Just approached the hierarchical columns in pandas. The original dataframe (df) has 27 columns and looks like the following (Ticker is the index):
Report Date Shares Gross Profit ...
Ticker
AAPL 2010-07-31 347000000.0 543000000.0 ...
AAPL 2010-10-31 344000000.0 548000000.0 ...
AAPL 2011-01-31 347000000.0 556000000.0 ...
AAPL 2011-04-30 347000000.0 580000000.0 ...
AAPL 2011-07-31 348000000.0 591000000.0 ...
I'd like to modify the column structure so that the first level is Report Date, the second level is the columns Shares and Gross Profit. I tried to create a new dataframe with this structure for just one ticker (AAPL), this is the code I used:
col = pd.MultiIndex.from_product([df['Report Date'], df[['Shares', 'Gross Profit']]])
df1 = pd.DataFrame(df.loc['AAPL'], columns=col)
It seems working apparently, but there are just NaN:
Report Date 2010-07-31 2010-10-31 \
Shares Gross Profit Shares Gross Profit
Ticker
AAPL NaN NaN NaN NaN
AAPL NaN NaN NaN NaN
AAPL NaN NaN NaN NaN
AAPL NaN NaN NaN NaN
Moreover, the shape exploded to (78, 112668). Can anybody spot the error? I guess it's in MultiIndex.from_product but cannot understand where.
This question can be solved by df.melt() if we aim at producing the transposed version of the desired output first. You can easily set the double-leveled MultiIndex
before df.transpose()
.
df_want = df.melt(id_vars="Report Date", value_vars=["Shares", "Gross Profit"])\
.sort_values(["Report Date", "variable"])\
.set_index(["Report Date", "variable"])\
.transpose()
print(df_want)
Report Date 2010-07-31 ... 2011-07-31
variable Gross Profit Shares ... Gross Profit Shares
value 543000000.0 347000000.0 ... 591000000.0 348000000.0
[1 rows x 10 columns]
N.B. The problem of the original attempt: IMO a better data wrangling strategy is to let the desired indexes/columns be produced naturally within the data processing pipeline or set via standard Pandas APIs, especially when the names or indexes/columns are already present in the source dataframe.
Edit: "Produce the desired index/columns naturally" means to NOT compute them outside the df.f1(...).f2(...).f3(...)...
pipeline and assign the externally generated index/columns to the output DataFrame.

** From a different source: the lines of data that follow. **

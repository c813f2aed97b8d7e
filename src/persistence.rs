//! Line-oriented write-ahead log: append, size-based rotation, and streaming
//! replay with a retention cut-off.
//!
//! One observation per line, fields comma-separated in fixed order:
//! `timestamp,metric,value,tags`. The tags field is a semicolon-separated
//! list of `key=value` pairs. The characters comma, semicolon, equals, and
//! backslash inside metric, tag keys, and tag values are escaped by a
//! preceding backslash; the value field is a plain decimal float and is not
//! escaped.

use crate::error::StoreError;
use crate::telemetry::{store_metrics, StoreEvent, StoreEventListener};
use crate::types::{DataPoint, TagSet, Timestamp, Value};
use std::fs::{self, File, OpenOptions};
use std::io::{BufRead, BufReader, BufWriter, Write};
use std::path::{Path, PathBuf};
use std::time::Instant;

/// Counts reported by one replay pass.
#[derive(Debug, Clone, Copy, Default, PartialEq, Eq)]
pub struct ReplayStats {
    /// Well-formed records at or after the cut-off, handed to the sink.
    pub replayed: usize,
    /// Well-formed records older than the cut-off, dropped.
    pub expired: usize,
    /// Malformed lines skipped.
    pub skipped: usize,
}

/// Handles write-ahead logging: append with rotation, streaming replay, close.
#[derive(Debug)]
pub struct WriteAheadLog {
    writer: Option<BufWriter<File>>,
    path: PathBuf,
    max_bytes: u64,
    /// Logical size of the active file, tracked across buffered writes.
    active_bytes: u64,
}

impl WriteAheadLog {
    /// Opens (or creates) the active WAL file for appending, creating parent
    /// directories as needed.
    pub fn open<P: AsRef<Path>>(path: P, max_bytes: u64) -> Result<Self, StoreError> {
        let path = path.as_ref().to_path_buf();
        if let Some(parent) = path.parent() {
            if !parent.as_os_str().is_empty() {
                fs::create_dir_all(parent)?;
            }
        }

        let file = OpenOptions::new()
            .create(true)
            .append(true)
            .open(&path)
            .map_err(StoreError::Io)?;
        let active_bytes = file.metadata()?.len();

        Ok(WriteAheadLog {
            writer: Some(BufWriter::new(file)),
            path,
            max_bytes,
            active_bytes,
        })
    }

    /// Path of the active WAL file.
    pub fn path(&self) -> &Path {
        &self.path
    }

    /// Appends one observation as a single line and pushes it to the OS before
    /// returning. The record is durable once this returns `Ok`.
    ///
    /// If the active file has reached the rotation threshold, it is first
    /// renamed aside to `<stem>_<epoch-millis>.log`. Rotation is best-effort:
    /// a rename failure is reported through `events` and the append proceeds
    /// against the oversized file.
    pub fn append(
        &mut self,
        point: &DataPoint,
        events: &dyn StoreEventListener,
    ) -> Result<(), StoreError> {
        if self.active_bytes >= self.max_bytes {
            match self.rotate() {
                Ok(rotated) => events.on_event(StoreEvent::WalRotated { path: rotated }),
                Err(e) => events.on_event(StoreEvent::WalRotateFailed {
                    error: e.to_string(),
                }),
            }
        }

        let line = encode_line(point);
        let writer = self
            .writer
            .as_mut()
            .ok_or_else(|| StoreError::Internal("WAL file not open".to_string()))?;
        writer.write_all(line.as_bytes())?;
        writer.write_all(b"\n")?;

        let started = Instant::now();
        writer.flush()?;
        writer.get_ref().sync_data()?;
        store_metrics::record_wal_fsync(started.elapsed());

        self.active_bytes += line.len() as u64 + 1;
        store_metrics::record_wal_bytes_written(line.len() as u64 + 1);
        Ok(())
    }

    /// Renames the active file to a timestamped sibling and starts a fresh one.
    /// On a rename failure the old file is reopened for append before the
    /// error is returned.
    fn rotate(&mut self) -> Result<PathBuf, StoreError> {
        if let Some(writer) = self.writer.as_mut() {
            writer.flush()?;
        }
        self.writer = None;

        let rotated = self.rotated_path(now_millis());
        if let Err(e) = fs::rename(&self.path, &rotated) {
            let file = OpenOptions::new()
                .create(true)
                .append(true)
                .open(&self.path)?;
            self.writer = Some(BufWriter::new(file));
            return Err(StoreError::Io(e));
        }
        if let Some(parent) = self.path.parent() {
            if !parent.as_os_str().is_empty() {
                sync_dir(parent)?;
            }
        }

        let file = OpenOptions::new()
            .create(true)
            .append(true)
            .open(&self.path)?;
        self.writer = Some(BufWriter::new(file));
        self.active_bytes = 0;
        Ok(rotated)
    }

    fn rotated_path(&self, millis: u64) -> PathBuf {
        let stem = self
            .path
            .file_stem()
            .and_then(|s| s.to_str())
            .unwrap_or("timeseries");
        self.path.with_file_name(format!("{}_{}.log", stem, millis))
    }

    /// Streams the active WAL file line by line. Well-formed records with
    /// `timestamp >= cutoff` are handed to `sink`; malformed lines are skipped
    /// with a diagnostic event and never abort the replay. Rotated siblings
    /// are archives and are not read.
    ///
    /// Replay trusts its caller's cut-off; it applies no retention check of
    /// its own beyond the one passed in.
    pub fn replay<F>(
        &self,
        cutoff: Timestamp,
        events: &dyn StoreEventListener,
        mut sink: F,
    ) -> Result<ReplayStats, StoreError>
    where
        F: FnMut(DataPoint),
    {
        let mut stats = ReplayStats::default();
        if !self.path.exists() {
            return Ok(stats);
        }

        let file = File::open(&self.path)?;
        let reader = BufReader::new(file);
        for (idx, line) in reader.lines().enumerate() {
            let line = line?;
            match parse_line(&line) {
                Ok(point) => {
                    if point.timestamp >= cutoff {
                        sink(point);
                        stats.replayed += 1;
                    } else {
                        stats.expired += 1;
                    }
                }
                Err(e) => {
                    stats.skipped += 1;
                    events.on_event(StoreEvent::ReplayLineSkipped {
                        line_number: idx + 1,
                        reason: e.to_string(),
                    });
                }
            }
        }

        store_metrics::record_replay(stats.replayed as u64, stats.skipped as u64);
        Ok(stats)
    }

    /// Flushes and closes the WAL file. Further appends fail until reopened.
    pub fn close(&mut self) -> Result<(), StoreError> {
        if let Some(mut writer) = self.writer.take() {
            writer.flush()?;
            writer.get_ref().sync_data()?;
        }
        Ok(())
    }
}

fn sync_dir(dir: &Path) -> Result<(), StoreError> {
    let d = File::open(dir).map_err(StoreError::Io)?;
    d.sync_data().map_err(StoreError::Io)?;
    Ok(())
}

fn now_millis() -> u64 {
    use std::time::{SystemTime, UNIX_EPOCH};
    SystemTime::now()
        .duration_since(UNIX_EPOCH)
        .unwrap_or_default()
        .as_millis() as u64
}

/// Encodes one observation as a WAL line (without the trailing newline).
pub fn encode_line(point: &DataPoint) -> String {
    let mut line = String::new();
    line.push_str(&point.timestamp.to_string());
    line.push(',');
    push_escaped(&mut line, &point.metric);
    line.push(',');
    line.push_str(&point.value.to_string());
    line.push(',');
    let mut first = true;
    for (key, value) in &point.tags {
        if !first {
            line.push(';');
        }
        first = false;
        push_escaped(&mut line, key);
        line.push('=');
        push_escaped(&mut line, value);
    }
    line
}

fn push_escaped(out: &mut String, s: &str) {
    for c in s.chars() {
        if matches!(c, ',' | ';' | '=' | '\\') {
            out.push('\\');
        }
        out.push(c);
    }
}

/// Parses one WAL line into an observation.
///
/// The line splits on the first three unescaped commas; the tag segment
/// splits on unescaped semicolons and then on the first unescaped equals
/// within each pair. A pair lacking an equals is silently dropped.
pub fn parse_line(line: &str) -> Result<DataPoint, StoreError> {
    let parts = split_unescaped(line, ',', 4);
    if parts.len() < 4 {
        return Err(StoreError::InvalidLine(format!(
            "expected 4 comma-separated fields, got {}",
            parts.len()
        )));
    }

    let timestamp: Timestamp = parts[0]
        .parse()
        .map_err(|_| StoreError::InvalidLine(format!("bad timestamp {:?}", parts[0])))?;
    let metric = unescape(parts[1]);
    if metric.is_empty() {
        return Err(StoreError::InvalidLine("empty metric".to_string()));
    }
    let value: Value = parts[2]
        .parse()
        .map_err(|_| StoreError::InvalidLine(format!("bad value {:?}", parts[2])))?;

    let mut tags = TagSet::new();
    if !parts[3].is_empty() {
        for pair in split_unescaped(parts[3], ';', 0) {
            let kv = split_unescaped(pair, '=', 2);
            if kv.len() == 2 {
                tags.insert(unescape(kv[0]), unescape(kv[1]));
            }
        }
    }

    Ok(DataPoint {
        timestamp,
        metric,
        value,
        tags,
    })
}

/// Splits on unescaped occurrences of `sep`. With a non-zero `limit`, at most
/// `limit` fields are produced and the last keeps the remainder verbatim.
fn split_unescaped(s: &str, sep: char, limit: usize) -> Vec<&str> {
    let mut fields = Vec::new();
    let mut start = 0;
    let mut escaped = false;
    for (i, c) in s.char_indices() {
        if escaped {
            escaped = false;
        } else if c == '\\' {
            escaped = true;
        } else if c == sep {
            fields.push(&s[start..i]);
            start = i + c.len_utf8();
            if limit != 0 && fields.len() == limit - 1 {
                break;
            }
        }
    }
    fields.push(&s[start..]);
    fields
}

/// Removes escape backslashes. An unknown escape decodes to the literal
/// second character; a trailing lone backslash is dropped.
fn unescape(s: &str) -> String {
    let mut out = String::with_capacity(s.len());
    let mut escaped = false;
    for c in s.chars() {
        if escaped {
            out.push(c);
            escaped = false;
        } else if c == '\\' {
            escaped = true;
        } else {
            out.push(c);
        }
    }
    out
}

Such approach can produce less error-prone and more maintainable code in general.
In other words, manually generating indexes or column names is not likely a Pandastic way to go, except maybe for pre-allocation of empty dataframes.
I think there is a great chance that dealing with multiple tickers at once would be a realistic use case. So I also provide such a generalized version just in case. This solution is of course also applicable for single-ticker dataframes.
Data
Report Date Shares Gross Profit
Ticker
AAPL 2010-07-31 347000000.0 543000000.0
AAPL 2010-10-31 344000000.0 548000000.0
AAPL 2011-01-31 347000000.0 556000000.0
AAPL 2011-04-30 347000000.0 580000000.0
AAPL 2011-07-31 348000000.0 591000000.0
GOOG 2011-07-31 448000004.0 691000000.0
GOOG 2010-07-31 447000004.0 643000000.0
GOOG 2010-10-31 444000004.0 648000000.0
GOOG 2011-01-31 447000004.0 656000000.0
GOOG 2011-04-30 447000004.0 680000000.0
Code
df_want = df.reset_index()\
.melt(id_vars=["Ticker", "Report Date"], value_vars=["Shares", "Gross Profit"])\
.sort_values(["Ticker", "Report Date", "variable"])\
.pivot(index="Ticker", columns=["Report Date", "variable"], values="value")
Result
print(df_want)
Report Date 2010-07-31 ... 2011-07-31
variable Gross Profit Shares ... Gross Profit Shares
Ticker ...
AAPL 543000000.0 347000000.0 ... 591000000.0 348000000.0
GOOG 643000000.0 447000004.0 ... 691000000.0 448000004.0
[2 rows x 10 columns]
I am using pandas v1.1.3 and python 3.7 on a 64-bit debian 10 laptop.